On 07Sep2020 1602, Stefan Krah wrote:
I'm under the impression that distutils has effectively been frozen for
the last decade, except for the substantial improvements you made for the
MSVC part.

For Unix, no one has addressed e.g. C++ support. The underlying reason
has always been that we cannot change anything lest it breaks someone's
package.


So I have some trouble understanding why we have exercised that kind
of restraint (I might have committed a very small C++ patch otherwise)
if we can now break everything at once.

Others have contributed a range of little fixes over time. Maybe they blur into the background noise of regular maintenance, but it does add up.

The main reason we end up needing to fix things is because platforms change things. Since we don't control _when_ platforms will change things, we either do a single controlled break at a planned Python version, or we allow it to break for different users at different times that are not detectable from version number alone. It won't take long for an autoconf-style approach to be necessary for figuring out how to use distutils (though hopefully anyone who sees that as the solution will also find https://packaging.python.org/ and find better solutions ;) )

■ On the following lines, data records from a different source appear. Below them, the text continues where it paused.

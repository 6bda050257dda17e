//! Shared definitions for the base gateway: wire framing, logging, error types.
//!
//! This crate provides the infrastructure used by both the crypto layer and the
//! gateway service.

#![forbid(unsafe_code)]

pub mod error;
pub mod protocol;

pub use error::{Error, Result};
pub use protocol::{Frame, FrameError, Opcode, StatusCode, MAX_FRAME_SIZE};

/// Initialize tracing.
///
/// Log level is controlled by the `RUST_LOG` environment variable, falling
/// back to `default_level` if unset or invalid.
pub fn init_tracing_with_default(default_level: &str) {
    use tracing_subscriber::EnvFilter;

    let filter =
        EnvFilter::try_from_default_env().unwrap_or_else(|_| EnvFilter::new(default_level));

    tracing_subscriber::fmt()
        .with_env_filter(filter)
        .with_target(true)
        .init();
}
//! Gateway configuration.

use clap::Parser;
use std::net::SocketAddr;
use std::path::PathBuf;
use std::time::Duration;

use base_common::Error;

/// Command line and environment configuration of the `base-gateway` binary.
#[derive(Parser, Debug, Clone)]
#[command(name = "base-gateway", version, about = "Encrypted WebSocket gateway of the base appliance")]
pub struct GatewayConfig {
    /// Address to listen on.
    #[arg(long, env = "BASE_GATEWAY_LISTEN", default_value = "127.0.0.1:8845")]
    pub listen: SocketAddr,

    /// Directory holding the identity record.
    #[arg(long, env = "BASE_DATA_DIR", default_value = ".base")]
    pub data_dir: PathBuf,

    /// Delay before a pairing request is confirmed, in milliseconds.
    #[arg(long, env = "BASE_CONFIRMATION_DELAY_MS", default_value_t = 2000)]
    pub confirmation_delay_ms: u64,

    /// Time allowed for the handshake and pairing status exchange, in seconds.
    #[arg(long, env = "BASE_HANDSHAKE_TIMEOUT_SECS", default_value_t = 10)]
    pub handshake_timeout_secs: u64,

    /// Allow listening on a non-loopback address.
    #[arg(long, env = "BASE_ALLOW_PUBLIC_BIND", default_value_t = false)]
    pub allow_public_bind: bool,

    /// Default log level when RUST_LOG is not set.
    #[arg(long, default_value = "info")]
    pub log_level: String,
}

impl GatewayConfig {
    pub fn validate(&self) -> Result<(), Error> {
        if self.handshake_timeout_secs == 0 {
            return Err(Error::config("handshake timeout must be at least one second"));
        }
        if !self.listen.ip().is_loopback() && !self.allow_public_bind {
            return Err(Error::config(format!(
                "refusing non-loopback bind {} without --allow-public-bind",
                self.listen
            )));
        }
        Ok(())
    }

    pub fn settings(&self) -> GatewaySettings {
        GatewaySettings {
            confirmation_delay: Duration::from_millis(self.confirmation_delay_ms),
            handshake_timeout: Duration::from_secs(self.handshake_timeout_secs),
        }
    }
}

/// Runtime settings of the connection engine.
#[derive(Debug, Clone, Copy, PartialEq, Eq)]
pub struct GatewaySettings {
    pub confirmation_delay: Duration,
    pub handshake_timeout: Duration,
}

impl Default for GatewaySettings {
    fn default() -> Self {
        Self {
            confirmation_delay: Duration::from_secs(2),
            handshake_timeout: Duration::from_secs(10),
        }
    }
}
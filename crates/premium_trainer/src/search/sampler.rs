//! Strategies that turn a search space into candidate configurations

use rand::rngs::StdRng;
use rand::{Rng, SeedableRng};

use super::space::{Candidate, SearchSpace};

/// Produces the configurations a search evaluates, in evaluation order
pub trait ConfigSampler: Send + Sync {
    fn name(&self) -> &'static str;

    fn sample(&self, space: &SearchSpace, n: usize) -> Vec<Candidate>;
}

/// Independent uniform draw per hyperparameter. Duplicates are possible,
/// as with any sampling with replacement.
#[derive(Debug, Clone, Copy)]
pub struct RandomSampler {
    seed: u64,
}

impl RandomSampler {
    pub fn new(seed: u64) -> Self {
        Self { seed }
    }
}

impl ConfigSampler for RandomSampler {
    fn name(&self) -> &'static str {
        "random"
    }

    fn sample(&self, space: &SearchSpace, n: usize) -> Vec<Candidate> {
        let mut rng = StdRng::seed_from_u64(self.seed);
        let dims = space.dimensions();
        if dims.contains(&0) {
            return Vec::new();
        }
        (0..n)
            .map(|_| {
                let mut idx = [0usize; 8];
                for (slot, &len) in idx.iter_mut().zip(dims.iter()) {
                    *slot = rng.gen_range(0..len);
                }
                space.candidate(idx)
            })
            .collect()
    }
}

/// Cartesian product in declaration order, the last parameter varying
/// fastest; `n` caps how many configurations are taken
#[derive(Debug, Clone, Copy, Default)]
pub struct GridSampler;

impl ConfigSampler for GridSampler {
    fn name(&self) -> &'static str {
        "grid"
    }

    fn sample(&self, space: &SearchSpace, n: usize) -> Vec<Candidate> {
        let dims = space.dimensions();
        let total = space.size();
        (0..total.min(n))
            .map(|mut flat| {
                let mut idx = [0usize; 8];
                for (slot, &len) in idx.iter_mut().zip(dims.iter()).rev() {
                    *slot = flat % len;
                    flat /= len;
                }
                space.candidate(idx)
            })
            .collect()
    }
}
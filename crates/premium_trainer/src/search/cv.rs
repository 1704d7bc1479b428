//! K-fold cross-validation splits

use crate::errors::{Result, TrainerError};

/// Train and test row indices of one fold
#[derive(Debug, Clone, PartialEq)]
pub struct Fold {
    pub train: Vec<usize>,
    pub test: Vec<usize>,
}

/// Contiguous, unshuffled folds. The first `n % k` folds take one extra row.
#[derive(Debug, Clone, Copy, PartialEq, Eq)]
pub struct KFold {
    n_splits: usize,
}

impl KFold {
    pub fn new(n_splits: usize) -> Result<Self> {
        if n_splits < 2 {
            return Err(TrainerError::InvalidParameters(format!(
                "k-fold needs at least 2 splits, got {}",
                n_splits
            )));
        }
        Ok(Self { n_splits })
    }

    pub fn n_splits(&self) -> usize {
        self.n_splits
    }

    pub fn split(&self, n_samples: usize) -> Result<Vec<Fold>> {
        if n_samples < self.n_splits {
            return Err(TrainerError::EmptyDataset(format!(
                "{} rows cannot fill {} folds",
                n_samples, self.n_splits
            )));
        }

        let base = n_samples / self.n_splits;
        let remainder = n_samples % self.n_splits;

        let mut folds = Vec::with_capacity(self.n_splits);
        let mut current = 0;
        for fold_idx in 0..self.n_splits {
            let fold_size = if fold_idx < remainder { base + 1 } else { base };
            let test: Vec<usize> = (current..current + fold_size).collect();
            let train: Vec<usize> = (0..current).chain(current + fold_size..n_samples).collect();
            folds.push(Fold { train, test });
            current += fold_size;
        }
        Ok(folds)
    }
}
//! Imputation, tenure derivation and encoding chained into one fitted object

use chrono::NaiveDateTime;
use tracing::info;

use crate::encoding::{Encoder, FittedEncoder};
use crate::errors::Result;
use crate::imputation::{FittedImputer, Imputer};
use crate::matrix::FeatureMatrix;
use crate::table::Table;
use crate::tenure::TenureDeriver;

/// Unfitted preprocessing chain
#[derive(Debug, Clone)]
pub struct Preprocessor {
    imputer: Imputer,
    deriver: TenureDeriver,
    encoder: Encoder,
}

impl Preprocessor {
    /// Standard rules and encoders; `None` binds the processing time to the
    /// local clock now
    pub fn new(processing_date: Option<NaiveDateTime>) -> Self {
        let deriver = match processing_date {
            Some(at) => TenureDeriver::new(at),
            None => TenureDeriver::now(),
        };
        Self::with_stages(Imputer::standard(), deriver, Encoder::standard())
    }

    pub fn with_stages(imputer: Imputer, deriver: TenureDeriver, encoder: Encoder) -> Self {
        Self {
            imputer,
            deriver,
            encoder,
        }
    }

    pub fn fit_transform(&self, table: &Table) -> Result<(FittedPreprocessor, FeatureMatrix)> {
        info!(
            "Preprocessing {} rows (processing time {})",
            table.len(),
            self.deriver.processing_time()
        );
        let (imputer, imputed) = self.imputer.fit_transform(table)?;
        let derived = self.deriver.derive(&imputed)?;
        let (encoder, matrix) = self.encoder.fit_transform(&derived)?;
        info!(
            "Feature matrix: {} rows x {} features",
            matrix.n_rows(),
            matrix.n_features()
        );
        Ok((
            FittedPreprocessor {
                imputer,
                deriver: self.deriver,
                encoder,
            },
            matrix,
        ))
    }
}

/// Fitted medians, encoder state and the processing time they were fitted
/// against
#[derive(Debug, Clone, PartialEq)]
pub struct FittedPreprocessor {
    imputer: FittedImputer,
    deriver: TenureDeriver,
    encoder: FittedEncoder,
}

impl FittedPreprocessor {
    pub fn imputer(&self) -> &FittedImputer {
        &self.imputer
    }

    pub fn encoder(&self) -> &FittedEncoder {
        &self.encoder
    }

    pub fn processing_time(&self) -> NaiveDateTime {
        self.deriver.processing_time()
    }

    /// Apply the fitted chain to new rows
    pub fn transform(&self, table: &Table) -> Result<FeatureMatrix> {
        let imputed = self.imputer.transform(table)?;
        let derived = self.deriver.derive(&imputed)?;
        self.encoder.transform(&derived)
    }
}
//! Regression tree representation
//!
//! Nodes live in a flat vector; the root is node 0. A split sends a row left
//! when its value is `<= threshold`, and missing values follow the split's
//! learned default direction.

use serde::{Deserialize, Serialize};

#[derive(Debug, Clone, PartialEq, Serialize, Deserialize)]
pub struct Node {
    pub feature_index: u32,
    pub threshold: f64,
    pub default_left: bool,
    pub left: u32,
    pub right: u32,
    /// Leaf output, learning rate already applied
    pub value: Option<f64>,
}

impl Node {
    pub fn leaf(value: f64) -> Self {
        Self {
            feature_index: 0,
            threshold: 0.0,
            default_left: false,
            left: 0,
            right: 0,
            value: Some(value),
        }
    }

    pub fn is_leaf(&self) -> bool {
        self.value.is_some()
    }
}

#[derive(Debug, Clone, PartialEq, Default, Serialize, Deserialize)]
pub struct Tree {
    pub nodes: Vec<Node>,
}

impl Tree {
    /// Evaluate the tree on one row of raw feature values
    pub fn predict_row(&self, features: &[f64]) -> f64 {
        let mut idx = 0usize;

        loop {
            let Some(node) = self.nodes.get(idx) else {
                return 0.0;
            };

            if let Some(value) = node.value {
                return value;
            }

            let Some(&x) = features.get(node.feature_index as usize) else {
                return 0.0;
            };

            let go_left = if x.is_nan() {
                node.default_left
            } else {
                x <= node.threshold
            };
            idx = if go_left {
                node.left as usize
            } else {
                node.right as usize
            };
        }
    }

    /// Add this tree's split count per feature to `counts`
    pub fn count_splits(&self, counts: &mut [u64]) {
        for node in self.nodes.iter().filter(|n| !n.is_leaf()) {
            if let Some(c) = counts.get_mut(node.feature_index as usize) {
                *c += 1;
            }
        }
    }

    pub fn depth(&self) -> usize {
        fn walk(nodes: &[Node], idx: usize) -> usize {
            match nodes.get(idx) {
                Some(node) if !node.is_leaf() => {
                    1 + walk(nodes, node.left as usize).max(walk(nodes, node.right as usize))
                }
                _ => 0,
            }
        }
        walk(&self.nodes, 0)
    }
}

Unless you're offering to take over distutils maintenance? In which case,
I'll happily withdraw the PEP :)

No, thanks. :)

Okay, maybe it is a little bit more than background noise ;)

I've looked at the log, most maintenance patches are from a variety of
active core devs (this includes, of course, the MSVC patches from you).

Will they submit patches to setuptools from now on?

If you look at the setuptools history, a variety of contributors have submitted much the same (and often better) fixes there. I expect I likely will as well, inasmuch as they are needed to help Windows users be successful, though I also have my own backend that will likely be where big features that interest me end up ;)

It's easier and more satisfying to submit the patches to setuptools, as the release comes out much sooner (and can be installed on earlier versions), and it will only get easier when _all_ the code can be fixed there. Right now, one of the biggest pains there is having to do loads of careful monkeypatching to fix one poor choice in the standard library.